**Assignment:**
In the entries below, find the line with "repository 4313f1d07befade6" and the line with "const PUBLIC_ASSET_PREFIX: &str"; give again those lines and every line between them, exactly.

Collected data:
··········
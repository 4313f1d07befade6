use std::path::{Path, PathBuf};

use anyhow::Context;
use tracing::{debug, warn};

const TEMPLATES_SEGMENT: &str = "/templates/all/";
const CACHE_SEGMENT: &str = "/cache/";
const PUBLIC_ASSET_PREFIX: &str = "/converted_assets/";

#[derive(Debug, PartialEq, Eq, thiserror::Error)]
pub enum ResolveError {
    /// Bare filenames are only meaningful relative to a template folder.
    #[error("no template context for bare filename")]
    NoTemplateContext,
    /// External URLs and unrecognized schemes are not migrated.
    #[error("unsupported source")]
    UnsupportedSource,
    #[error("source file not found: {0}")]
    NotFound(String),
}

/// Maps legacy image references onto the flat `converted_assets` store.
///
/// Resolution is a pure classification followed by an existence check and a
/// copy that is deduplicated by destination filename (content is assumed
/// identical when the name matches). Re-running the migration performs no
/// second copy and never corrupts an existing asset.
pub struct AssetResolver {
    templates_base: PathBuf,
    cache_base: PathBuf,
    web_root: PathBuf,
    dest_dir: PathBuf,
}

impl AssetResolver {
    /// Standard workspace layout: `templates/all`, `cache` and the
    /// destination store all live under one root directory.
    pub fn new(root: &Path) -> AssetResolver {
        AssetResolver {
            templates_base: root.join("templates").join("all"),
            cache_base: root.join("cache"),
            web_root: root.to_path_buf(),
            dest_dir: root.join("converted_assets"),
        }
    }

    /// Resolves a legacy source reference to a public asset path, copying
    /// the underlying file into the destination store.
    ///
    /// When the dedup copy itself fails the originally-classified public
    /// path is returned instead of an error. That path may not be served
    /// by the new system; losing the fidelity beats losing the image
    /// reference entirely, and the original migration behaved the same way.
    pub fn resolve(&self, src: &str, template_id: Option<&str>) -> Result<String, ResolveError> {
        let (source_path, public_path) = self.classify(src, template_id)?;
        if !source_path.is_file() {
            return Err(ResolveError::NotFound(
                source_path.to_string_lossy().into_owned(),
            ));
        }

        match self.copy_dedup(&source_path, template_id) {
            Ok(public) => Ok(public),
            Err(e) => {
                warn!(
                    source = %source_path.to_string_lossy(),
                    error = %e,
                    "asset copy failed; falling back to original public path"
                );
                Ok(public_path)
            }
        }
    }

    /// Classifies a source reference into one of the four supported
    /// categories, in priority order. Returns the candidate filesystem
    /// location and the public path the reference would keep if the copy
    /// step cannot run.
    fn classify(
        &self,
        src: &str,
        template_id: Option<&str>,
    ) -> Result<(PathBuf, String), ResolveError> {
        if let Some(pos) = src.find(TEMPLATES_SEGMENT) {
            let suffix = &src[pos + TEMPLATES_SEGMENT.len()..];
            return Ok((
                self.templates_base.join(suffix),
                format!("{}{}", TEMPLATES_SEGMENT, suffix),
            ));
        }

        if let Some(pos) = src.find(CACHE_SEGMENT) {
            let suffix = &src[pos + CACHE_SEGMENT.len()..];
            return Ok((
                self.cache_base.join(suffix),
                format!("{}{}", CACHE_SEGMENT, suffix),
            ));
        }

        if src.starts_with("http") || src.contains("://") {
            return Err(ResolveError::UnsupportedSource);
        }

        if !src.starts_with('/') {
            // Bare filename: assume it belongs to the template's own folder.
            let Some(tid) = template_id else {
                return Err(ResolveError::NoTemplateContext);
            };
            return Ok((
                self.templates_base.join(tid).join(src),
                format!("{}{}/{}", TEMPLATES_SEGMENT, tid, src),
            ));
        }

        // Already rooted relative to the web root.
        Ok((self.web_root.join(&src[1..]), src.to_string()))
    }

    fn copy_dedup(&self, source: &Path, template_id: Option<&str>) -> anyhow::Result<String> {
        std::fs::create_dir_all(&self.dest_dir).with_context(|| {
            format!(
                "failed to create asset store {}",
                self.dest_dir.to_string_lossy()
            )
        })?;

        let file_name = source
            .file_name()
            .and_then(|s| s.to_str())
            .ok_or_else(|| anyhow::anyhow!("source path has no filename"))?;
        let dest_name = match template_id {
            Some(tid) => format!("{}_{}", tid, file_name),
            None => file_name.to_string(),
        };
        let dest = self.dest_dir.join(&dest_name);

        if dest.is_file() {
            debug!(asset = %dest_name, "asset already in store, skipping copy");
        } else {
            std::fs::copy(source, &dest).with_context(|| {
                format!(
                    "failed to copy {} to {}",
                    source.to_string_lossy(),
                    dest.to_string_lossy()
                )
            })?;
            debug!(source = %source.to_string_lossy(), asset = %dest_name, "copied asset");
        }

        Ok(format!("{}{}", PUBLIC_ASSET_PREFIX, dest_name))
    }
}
··········
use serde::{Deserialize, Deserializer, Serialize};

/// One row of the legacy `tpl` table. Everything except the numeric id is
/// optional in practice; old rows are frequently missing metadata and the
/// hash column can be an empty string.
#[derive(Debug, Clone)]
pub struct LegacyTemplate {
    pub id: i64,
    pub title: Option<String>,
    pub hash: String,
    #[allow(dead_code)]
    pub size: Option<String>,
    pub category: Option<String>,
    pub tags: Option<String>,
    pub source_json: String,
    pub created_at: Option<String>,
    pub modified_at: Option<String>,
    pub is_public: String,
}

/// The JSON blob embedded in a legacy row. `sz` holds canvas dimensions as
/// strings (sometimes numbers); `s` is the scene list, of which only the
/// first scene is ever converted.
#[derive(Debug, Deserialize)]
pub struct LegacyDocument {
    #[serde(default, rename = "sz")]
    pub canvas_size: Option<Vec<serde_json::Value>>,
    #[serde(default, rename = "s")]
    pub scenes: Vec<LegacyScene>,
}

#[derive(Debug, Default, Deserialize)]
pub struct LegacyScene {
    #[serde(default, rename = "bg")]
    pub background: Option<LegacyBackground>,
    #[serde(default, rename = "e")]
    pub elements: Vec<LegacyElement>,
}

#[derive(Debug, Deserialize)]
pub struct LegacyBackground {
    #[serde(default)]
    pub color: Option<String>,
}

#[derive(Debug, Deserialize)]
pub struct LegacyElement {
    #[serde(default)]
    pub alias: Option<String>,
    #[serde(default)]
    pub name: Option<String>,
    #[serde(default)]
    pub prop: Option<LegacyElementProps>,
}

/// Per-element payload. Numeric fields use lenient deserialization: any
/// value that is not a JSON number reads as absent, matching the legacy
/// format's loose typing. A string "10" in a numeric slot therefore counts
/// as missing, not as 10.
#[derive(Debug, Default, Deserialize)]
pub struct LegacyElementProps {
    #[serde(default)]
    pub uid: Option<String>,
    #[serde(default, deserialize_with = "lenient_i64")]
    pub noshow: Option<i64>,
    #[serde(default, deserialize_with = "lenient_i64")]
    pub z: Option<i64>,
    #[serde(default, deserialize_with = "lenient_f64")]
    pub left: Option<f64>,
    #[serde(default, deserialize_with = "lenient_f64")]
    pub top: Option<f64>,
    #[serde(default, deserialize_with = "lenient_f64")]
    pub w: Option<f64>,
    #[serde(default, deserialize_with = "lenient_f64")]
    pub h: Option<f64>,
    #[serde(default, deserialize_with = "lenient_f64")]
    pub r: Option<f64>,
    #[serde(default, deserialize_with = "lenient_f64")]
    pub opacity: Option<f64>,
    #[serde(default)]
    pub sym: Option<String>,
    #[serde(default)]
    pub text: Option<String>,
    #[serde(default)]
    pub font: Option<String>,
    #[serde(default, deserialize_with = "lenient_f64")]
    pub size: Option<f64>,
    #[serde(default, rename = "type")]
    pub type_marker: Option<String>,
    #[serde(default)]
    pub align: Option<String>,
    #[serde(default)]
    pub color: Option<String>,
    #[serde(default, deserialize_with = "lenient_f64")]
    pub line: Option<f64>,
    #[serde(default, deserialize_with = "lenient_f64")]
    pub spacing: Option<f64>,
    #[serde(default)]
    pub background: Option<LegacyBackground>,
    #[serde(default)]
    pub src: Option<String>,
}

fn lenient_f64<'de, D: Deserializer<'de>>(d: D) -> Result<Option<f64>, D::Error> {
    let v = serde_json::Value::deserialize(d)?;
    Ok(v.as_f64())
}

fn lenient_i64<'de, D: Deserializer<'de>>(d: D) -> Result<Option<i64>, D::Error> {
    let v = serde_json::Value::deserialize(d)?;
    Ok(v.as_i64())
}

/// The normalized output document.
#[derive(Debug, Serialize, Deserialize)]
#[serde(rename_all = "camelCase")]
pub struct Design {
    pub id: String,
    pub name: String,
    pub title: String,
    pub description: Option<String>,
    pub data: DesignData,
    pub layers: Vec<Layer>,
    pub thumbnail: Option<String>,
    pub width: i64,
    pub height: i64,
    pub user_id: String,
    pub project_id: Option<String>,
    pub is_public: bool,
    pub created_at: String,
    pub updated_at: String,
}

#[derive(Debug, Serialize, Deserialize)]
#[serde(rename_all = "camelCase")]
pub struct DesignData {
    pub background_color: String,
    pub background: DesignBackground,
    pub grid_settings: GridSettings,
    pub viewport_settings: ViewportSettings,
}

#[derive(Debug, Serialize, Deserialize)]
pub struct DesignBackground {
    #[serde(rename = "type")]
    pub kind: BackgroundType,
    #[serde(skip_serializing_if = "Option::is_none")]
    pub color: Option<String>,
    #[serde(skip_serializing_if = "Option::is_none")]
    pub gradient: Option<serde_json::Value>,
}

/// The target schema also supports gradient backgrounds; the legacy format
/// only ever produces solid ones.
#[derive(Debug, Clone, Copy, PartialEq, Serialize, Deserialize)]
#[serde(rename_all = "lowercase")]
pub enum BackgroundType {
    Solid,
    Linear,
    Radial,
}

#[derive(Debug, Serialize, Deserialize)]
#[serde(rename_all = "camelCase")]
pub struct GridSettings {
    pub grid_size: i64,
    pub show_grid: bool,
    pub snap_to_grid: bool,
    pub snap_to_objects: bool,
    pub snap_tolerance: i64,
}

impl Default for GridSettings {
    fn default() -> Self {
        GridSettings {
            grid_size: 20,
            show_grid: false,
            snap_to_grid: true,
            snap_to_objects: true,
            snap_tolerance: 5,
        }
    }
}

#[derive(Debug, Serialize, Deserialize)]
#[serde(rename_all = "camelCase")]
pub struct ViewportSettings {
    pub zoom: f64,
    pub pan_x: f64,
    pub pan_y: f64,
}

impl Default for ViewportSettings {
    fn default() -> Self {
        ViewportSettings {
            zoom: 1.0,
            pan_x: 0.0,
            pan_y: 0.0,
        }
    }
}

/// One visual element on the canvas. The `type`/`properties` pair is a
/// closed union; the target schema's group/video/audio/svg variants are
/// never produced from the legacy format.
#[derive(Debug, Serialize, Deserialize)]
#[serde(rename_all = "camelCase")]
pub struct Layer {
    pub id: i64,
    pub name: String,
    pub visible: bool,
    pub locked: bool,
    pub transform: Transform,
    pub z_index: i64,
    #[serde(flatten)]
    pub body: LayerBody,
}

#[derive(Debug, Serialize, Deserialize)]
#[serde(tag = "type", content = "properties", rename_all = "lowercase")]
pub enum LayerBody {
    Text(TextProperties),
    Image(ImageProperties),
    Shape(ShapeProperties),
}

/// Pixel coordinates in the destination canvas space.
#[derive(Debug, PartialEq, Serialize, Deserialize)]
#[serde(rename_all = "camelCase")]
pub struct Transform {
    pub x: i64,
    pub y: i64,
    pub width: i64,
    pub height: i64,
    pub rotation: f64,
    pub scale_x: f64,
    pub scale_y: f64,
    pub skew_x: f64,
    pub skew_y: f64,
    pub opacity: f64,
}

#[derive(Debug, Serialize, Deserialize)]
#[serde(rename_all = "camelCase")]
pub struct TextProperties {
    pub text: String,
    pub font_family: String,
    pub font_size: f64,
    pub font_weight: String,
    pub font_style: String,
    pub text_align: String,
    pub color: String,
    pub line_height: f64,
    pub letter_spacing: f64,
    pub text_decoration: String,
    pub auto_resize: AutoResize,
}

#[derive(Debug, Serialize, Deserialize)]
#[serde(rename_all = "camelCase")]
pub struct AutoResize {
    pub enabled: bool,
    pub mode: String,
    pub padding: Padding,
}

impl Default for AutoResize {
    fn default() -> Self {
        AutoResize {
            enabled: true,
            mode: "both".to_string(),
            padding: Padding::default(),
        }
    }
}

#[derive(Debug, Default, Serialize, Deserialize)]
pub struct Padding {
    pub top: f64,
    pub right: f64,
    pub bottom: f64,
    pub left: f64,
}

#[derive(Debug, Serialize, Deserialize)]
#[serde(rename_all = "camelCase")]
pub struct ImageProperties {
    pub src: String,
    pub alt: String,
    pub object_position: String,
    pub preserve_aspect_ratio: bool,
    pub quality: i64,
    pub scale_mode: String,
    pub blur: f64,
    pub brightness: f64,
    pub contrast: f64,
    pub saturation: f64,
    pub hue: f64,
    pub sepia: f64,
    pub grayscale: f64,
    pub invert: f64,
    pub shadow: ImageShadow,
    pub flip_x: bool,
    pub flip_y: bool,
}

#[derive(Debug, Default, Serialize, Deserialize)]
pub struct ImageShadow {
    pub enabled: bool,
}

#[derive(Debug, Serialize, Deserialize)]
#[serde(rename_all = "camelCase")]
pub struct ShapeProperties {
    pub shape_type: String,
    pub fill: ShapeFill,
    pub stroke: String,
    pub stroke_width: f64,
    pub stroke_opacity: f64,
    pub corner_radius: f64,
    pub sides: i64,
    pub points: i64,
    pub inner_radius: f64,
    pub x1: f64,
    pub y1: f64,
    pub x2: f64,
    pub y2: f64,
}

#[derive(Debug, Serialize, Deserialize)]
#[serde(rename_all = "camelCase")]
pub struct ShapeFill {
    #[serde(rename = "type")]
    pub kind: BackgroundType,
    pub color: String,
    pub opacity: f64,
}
··········
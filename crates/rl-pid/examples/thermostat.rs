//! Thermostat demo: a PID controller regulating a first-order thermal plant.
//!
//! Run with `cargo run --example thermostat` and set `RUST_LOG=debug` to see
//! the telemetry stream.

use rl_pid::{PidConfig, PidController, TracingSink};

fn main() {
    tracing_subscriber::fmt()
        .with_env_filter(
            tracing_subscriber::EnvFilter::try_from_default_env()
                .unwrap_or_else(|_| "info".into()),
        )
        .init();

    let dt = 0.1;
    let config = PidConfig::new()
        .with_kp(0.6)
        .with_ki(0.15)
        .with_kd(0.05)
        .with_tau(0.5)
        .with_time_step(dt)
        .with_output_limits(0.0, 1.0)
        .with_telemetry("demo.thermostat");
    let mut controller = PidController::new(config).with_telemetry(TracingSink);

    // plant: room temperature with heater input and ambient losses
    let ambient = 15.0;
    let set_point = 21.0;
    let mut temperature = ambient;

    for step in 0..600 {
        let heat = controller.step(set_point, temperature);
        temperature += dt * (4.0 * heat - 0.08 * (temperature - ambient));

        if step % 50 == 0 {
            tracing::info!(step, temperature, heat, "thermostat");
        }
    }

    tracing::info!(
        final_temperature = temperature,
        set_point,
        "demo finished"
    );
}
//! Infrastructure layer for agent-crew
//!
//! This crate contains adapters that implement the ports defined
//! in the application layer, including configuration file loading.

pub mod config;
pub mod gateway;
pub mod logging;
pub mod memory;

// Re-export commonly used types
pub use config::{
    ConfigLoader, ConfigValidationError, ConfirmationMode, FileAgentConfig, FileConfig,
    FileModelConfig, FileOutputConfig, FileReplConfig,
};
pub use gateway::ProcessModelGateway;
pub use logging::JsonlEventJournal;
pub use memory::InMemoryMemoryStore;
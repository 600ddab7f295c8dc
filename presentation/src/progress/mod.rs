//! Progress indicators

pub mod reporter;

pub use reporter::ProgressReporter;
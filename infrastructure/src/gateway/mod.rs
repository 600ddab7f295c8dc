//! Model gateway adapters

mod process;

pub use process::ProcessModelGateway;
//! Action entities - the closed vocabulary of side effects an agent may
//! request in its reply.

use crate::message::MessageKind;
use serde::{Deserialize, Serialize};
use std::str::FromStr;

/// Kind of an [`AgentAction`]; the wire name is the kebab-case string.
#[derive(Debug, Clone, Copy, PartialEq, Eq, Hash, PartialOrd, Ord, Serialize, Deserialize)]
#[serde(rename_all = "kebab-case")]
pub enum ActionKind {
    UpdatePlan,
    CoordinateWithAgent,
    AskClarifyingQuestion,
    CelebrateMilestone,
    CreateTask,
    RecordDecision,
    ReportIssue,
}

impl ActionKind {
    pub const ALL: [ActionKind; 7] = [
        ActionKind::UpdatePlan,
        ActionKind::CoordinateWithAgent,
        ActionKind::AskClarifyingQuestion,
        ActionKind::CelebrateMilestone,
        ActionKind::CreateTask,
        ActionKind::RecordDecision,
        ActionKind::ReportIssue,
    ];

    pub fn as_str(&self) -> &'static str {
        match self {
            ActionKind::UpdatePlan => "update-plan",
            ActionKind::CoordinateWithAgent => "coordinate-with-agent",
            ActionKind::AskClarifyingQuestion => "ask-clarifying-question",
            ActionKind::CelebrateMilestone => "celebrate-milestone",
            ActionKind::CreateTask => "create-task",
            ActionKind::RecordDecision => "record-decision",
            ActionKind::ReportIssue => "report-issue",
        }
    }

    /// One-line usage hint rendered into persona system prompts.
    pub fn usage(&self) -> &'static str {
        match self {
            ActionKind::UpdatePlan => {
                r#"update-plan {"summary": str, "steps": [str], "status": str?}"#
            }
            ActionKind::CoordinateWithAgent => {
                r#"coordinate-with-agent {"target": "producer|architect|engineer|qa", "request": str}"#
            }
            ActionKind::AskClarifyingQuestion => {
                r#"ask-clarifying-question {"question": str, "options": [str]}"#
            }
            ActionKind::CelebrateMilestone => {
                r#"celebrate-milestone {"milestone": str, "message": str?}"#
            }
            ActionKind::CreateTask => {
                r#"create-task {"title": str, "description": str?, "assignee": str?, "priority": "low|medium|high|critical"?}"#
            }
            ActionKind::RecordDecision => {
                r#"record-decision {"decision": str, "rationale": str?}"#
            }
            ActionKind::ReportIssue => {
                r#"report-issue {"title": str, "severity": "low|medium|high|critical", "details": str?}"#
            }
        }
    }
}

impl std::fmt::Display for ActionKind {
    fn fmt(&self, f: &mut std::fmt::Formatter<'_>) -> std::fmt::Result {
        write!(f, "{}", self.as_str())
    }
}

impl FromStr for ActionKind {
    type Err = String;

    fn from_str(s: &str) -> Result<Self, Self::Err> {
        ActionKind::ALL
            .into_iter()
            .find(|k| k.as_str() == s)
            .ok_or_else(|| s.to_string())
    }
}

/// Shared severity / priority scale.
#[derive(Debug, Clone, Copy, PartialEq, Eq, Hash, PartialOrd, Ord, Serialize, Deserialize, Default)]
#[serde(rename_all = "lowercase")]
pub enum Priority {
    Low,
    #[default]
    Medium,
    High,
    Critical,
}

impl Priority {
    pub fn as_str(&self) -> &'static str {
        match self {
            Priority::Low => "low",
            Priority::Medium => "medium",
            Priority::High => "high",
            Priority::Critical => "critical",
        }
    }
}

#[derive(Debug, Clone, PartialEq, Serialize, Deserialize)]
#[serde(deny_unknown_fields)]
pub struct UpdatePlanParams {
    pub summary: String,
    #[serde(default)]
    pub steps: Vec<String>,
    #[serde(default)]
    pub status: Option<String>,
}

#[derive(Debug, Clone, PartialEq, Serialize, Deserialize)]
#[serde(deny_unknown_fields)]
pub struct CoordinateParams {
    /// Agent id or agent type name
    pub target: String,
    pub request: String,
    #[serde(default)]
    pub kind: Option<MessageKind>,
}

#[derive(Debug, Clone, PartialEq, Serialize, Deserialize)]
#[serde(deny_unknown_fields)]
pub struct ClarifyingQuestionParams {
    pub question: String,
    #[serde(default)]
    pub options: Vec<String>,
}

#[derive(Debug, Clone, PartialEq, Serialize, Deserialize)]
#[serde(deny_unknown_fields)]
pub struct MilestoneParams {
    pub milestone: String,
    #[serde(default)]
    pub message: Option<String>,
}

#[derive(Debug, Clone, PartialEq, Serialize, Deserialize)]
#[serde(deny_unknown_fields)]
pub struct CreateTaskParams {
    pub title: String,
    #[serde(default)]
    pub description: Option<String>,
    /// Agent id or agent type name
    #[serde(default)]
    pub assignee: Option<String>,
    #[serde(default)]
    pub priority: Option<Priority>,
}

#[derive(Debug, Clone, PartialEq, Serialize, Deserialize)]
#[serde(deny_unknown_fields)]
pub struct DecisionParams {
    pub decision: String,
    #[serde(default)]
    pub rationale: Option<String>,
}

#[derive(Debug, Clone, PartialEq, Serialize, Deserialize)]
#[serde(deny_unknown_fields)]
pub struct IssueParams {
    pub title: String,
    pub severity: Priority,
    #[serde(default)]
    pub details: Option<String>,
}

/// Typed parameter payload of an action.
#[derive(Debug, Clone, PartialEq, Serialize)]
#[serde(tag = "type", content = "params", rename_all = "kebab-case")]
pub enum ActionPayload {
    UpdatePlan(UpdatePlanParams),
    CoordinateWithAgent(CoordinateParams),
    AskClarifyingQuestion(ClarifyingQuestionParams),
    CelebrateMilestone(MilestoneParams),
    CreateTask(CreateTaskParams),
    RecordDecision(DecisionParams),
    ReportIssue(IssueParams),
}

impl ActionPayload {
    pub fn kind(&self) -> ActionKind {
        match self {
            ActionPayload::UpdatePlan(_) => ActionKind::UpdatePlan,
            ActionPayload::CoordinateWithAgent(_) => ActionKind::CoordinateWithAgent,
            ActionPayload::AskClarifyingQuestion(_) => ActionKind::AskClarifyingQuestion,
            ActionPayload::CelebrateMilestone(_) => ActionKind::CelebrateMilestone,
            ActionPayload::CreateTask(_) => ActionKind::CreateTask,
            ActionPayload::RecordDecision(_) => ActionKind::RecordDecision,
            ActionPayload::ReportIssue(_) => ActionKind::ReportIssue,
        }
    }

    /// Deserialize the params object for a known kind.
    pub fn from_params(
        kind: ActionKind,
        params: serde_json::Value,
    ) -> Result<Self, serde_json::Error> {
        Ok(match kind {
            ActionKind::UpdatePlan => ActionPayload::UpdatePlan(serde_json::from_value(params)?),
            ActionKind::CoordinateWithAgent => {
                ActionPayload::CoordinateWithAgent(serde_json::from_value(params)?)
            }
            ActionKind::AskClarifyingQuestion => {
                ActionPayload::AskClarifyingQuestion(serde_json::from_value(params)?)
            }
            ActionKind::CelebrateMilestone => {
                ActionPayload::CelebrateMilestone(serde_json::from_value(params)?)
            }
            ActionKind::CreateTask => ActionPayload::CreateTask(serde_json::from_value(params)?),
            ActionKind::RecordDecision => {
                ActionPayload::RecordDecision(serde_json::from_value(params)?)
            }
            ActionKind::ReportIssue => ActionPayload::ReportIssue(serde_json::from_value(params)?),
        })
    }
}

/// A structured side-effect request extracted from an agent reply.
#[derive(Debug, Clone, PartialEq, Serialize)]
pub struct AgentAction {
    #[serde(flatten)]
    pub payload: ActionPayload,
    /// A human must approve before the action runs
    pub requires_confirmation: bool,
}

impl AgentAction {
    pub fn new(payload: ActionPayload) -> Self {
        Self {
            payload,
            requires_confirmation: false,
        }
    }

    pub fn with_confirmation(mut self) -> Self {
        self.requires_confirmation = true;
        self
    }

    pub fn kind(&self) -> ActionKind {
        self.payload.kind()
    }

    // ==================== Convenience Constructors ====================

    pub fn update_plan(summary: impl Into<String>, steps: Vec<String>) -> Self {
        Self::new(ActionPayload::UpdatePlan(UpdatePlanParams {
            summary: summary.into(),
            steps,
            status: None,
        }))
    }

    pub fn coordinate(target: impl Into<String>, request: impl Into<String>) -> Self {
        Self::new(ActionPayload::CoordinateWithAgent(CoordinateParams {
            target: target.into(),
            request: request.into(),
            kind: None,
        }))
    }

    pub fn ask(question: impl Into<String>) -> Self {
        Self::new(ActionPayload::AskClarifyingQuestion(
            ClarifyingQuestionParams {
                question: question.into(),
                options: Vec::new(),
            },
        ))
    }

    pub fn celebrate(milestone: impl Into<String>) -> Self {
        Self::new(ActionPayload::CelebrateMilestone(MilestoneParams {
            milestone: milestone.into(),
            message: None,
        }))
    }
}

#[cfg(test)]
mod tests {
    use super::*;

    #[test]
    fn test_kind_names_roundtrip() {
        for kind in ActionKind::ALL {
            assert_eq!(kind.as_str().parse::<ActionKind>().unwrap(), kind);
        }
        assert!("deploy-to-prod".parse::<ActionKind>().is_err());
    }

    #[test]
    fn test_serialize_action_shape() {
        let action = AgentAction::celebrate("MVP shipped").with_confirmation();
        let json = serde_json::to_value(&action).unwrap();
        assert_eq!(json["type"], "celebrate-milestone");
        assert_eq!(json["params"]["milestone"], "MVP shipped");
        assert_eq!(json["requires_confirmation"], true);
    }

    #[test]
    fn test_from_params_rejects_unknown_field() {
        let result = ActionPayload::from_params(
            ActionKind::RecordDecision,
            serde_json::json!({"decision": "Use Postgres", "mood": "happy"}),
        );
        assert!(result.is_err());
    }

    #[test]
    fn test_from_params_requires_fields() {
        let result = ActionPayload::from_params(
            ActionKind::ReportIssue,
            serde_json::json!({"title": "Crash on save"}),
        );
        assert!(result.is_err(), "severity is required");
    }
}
··········
**Worked solution:**
repository 4313f1d07befade6
use std::path::{Path, PathBuf};

use anyhow::Context;
use tracing::{debug, warn};

const TEMPLATES_SEGMENT: &str = "/templates/all/";
const CACHE_SEGMENT: &str = "/cache/";
const PUBLIC_ASSET_PREFIX: &str = "/converted_assets/";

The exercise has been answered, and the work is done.